Ulrick

J'ai écris cet OS suite à un concours organisé sur le site d'YvyLeeWoods dispo > ici 

Le sujet était :


Ulrick retourne en Bulgarie et il a du mal à oublier EJ. Il devient néanmoins un très bon joueur de quidditch à force de travailler (faute d'avoir une vie privée). Son statut de célibataire, coeur à prendre, toujours seul, fait de lui une icone incontournable. Pub, investisseur, sa carrière est très bien géré par un père très présent depuis sa retraite de professionnel. Ulrick va vite étouffer.

 

"Quidditch Fan, le premier magazine de quidditch"  
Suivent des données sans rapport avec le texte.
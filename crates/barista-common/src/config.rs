//! Configuration loading contract
//!
//! Every Barista binary loads its configuration the same way: serialized
//! defaults, merged with an optional TOML file, merged with prefixed
//! environment variables. Concrete config types implement [`ConfigLoader`]
//! with figment to get that layering; the trait keeps the call sites
//! uniform across crates.

use std::path::{Path, PathBuf};

use crate::error::ConfigurationError;

/// Layered configuration loading for a config type `T`.
pub trait ConfigLoader<T> {
    /// Load from the default file location (if any) plus environment
    /// overrides, or from `path` when given.
    fn load(path: Option<PathBuf>) -> Result<T, ConfigurationError>;

    /// Load from a specific file plus environment overrides.
    fn load_from_file(path: &Path) -> Result<T, ConfigurationError>;

    /// Re-apply environment variables with the given prefix on top of an
    /// already-loaded configuration.
    fn apply_env_overrides(config: &mut T, prefix: &str) -> Result<(), ConfigurationError>;
}
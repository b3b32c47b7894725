//! Main entry point for the Barista API

use barista_api::{config::Config, server::Server, Result};
use clap::Parser;
use clap_verbosity_flag::{InfoLevel, Verbosity};
use std::path::PathBuf;
use tracing::{error, info};

#[derive(Parser)]
#[command(name = "barista-api", about = "Barista drinks catalog API", version, author)]
struct Args {
    /// Path to configuration file
    #[arg(short, long, value_name = "FILE")]
    config: Option<PathBuf>,

    /// Generate example configuration file
    #[arg(long)]
    gen_config: bool,

    #[command(flatten)]
    verbosity: Verbosity<InfoLevel>,
}

#[tokio::main]
async fn main() -> Result<()> {
    let args = Args::parse();

    // Initialize logging using the unified system
    let log_filter = format!("{}=info", env!("CARGO_BIN_NAME").replace('-', "_"));
    barista_common::logging::init_logging(&args.verbosity, &log_filter)?;

    info!("Starting Barista API v{}", barista_api::VERSION);

    // Handle config generation
    if args.gen_config {
        let example_config = Config::generate_example()?;
        println!("{example_config}");
        return Ok(());
    }

    // Load configuration
    let config = Config::load(args.config.as_deref())?;
    info!(
        "Configuration loaded, binding to {}",
        config.server.bind_address
    );
    if config.environment.production {
        info!("Running in production mode");
    }

    // Create and run server
    let server = Server::new(config).await?;

    info!("Barista API initialized successfully");

    // Run until shutdown signal
    match server.run().await {
        Ok(()) => {
            info!("Barista API shut down gracefully");
            Ok(())
        }
        Err(e) => {
            error!("Barista API error: {}", e);
            Err(e)
        }
    }
}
                C'est en toute simplicité que le célèbre joueur de quidditch Ulrick Dimitrov -qu'il n'est plus besoin de présenter- s'est confier à nous à coeur ouvert lors de notre interview, juste après sa victoire éclatante en tant que capitaine de l'équipe nationale de Bulgarie contre les Canons de Chudley, affaiblis par l'absence d'un de leur batteur.
Quidditch Fan : La saison de quidditch se termine bien pour vous avec cette nouvelle victoire (200-90). Quels sont vos projets pour le futur ?
Ulrick Dimitrov : Notre prochain objectif est bien sûr la coupe du monde, l'année prochaine. Là je pars un mois chez mes parents pour me reposer, puis nous reprendrons un entraînement intensif avec l'équipe.
QF : Justement, votre père est l'un des premiers sponsor de l'équipe et votre manager. A-t-il son mot à dire dans la direction de l'équipe ?
UD : Absolument pas ! Sponsor ne veut pas dire entraîneur, mais il entretient de très bon rapport avec toute l'équipe et s'occupe beaucoup de moi.
QF : On vous a récemment prêter une liaison avec la jeune attrapeuse russe Olga Kouragine, info ou intox ?
UD : Ces rumeurs sont ridicules ! En ce moment je n'ai vraiment pas le temps d'avoir une vie sentimentale : je préfère me concentrer sur ma carrière. 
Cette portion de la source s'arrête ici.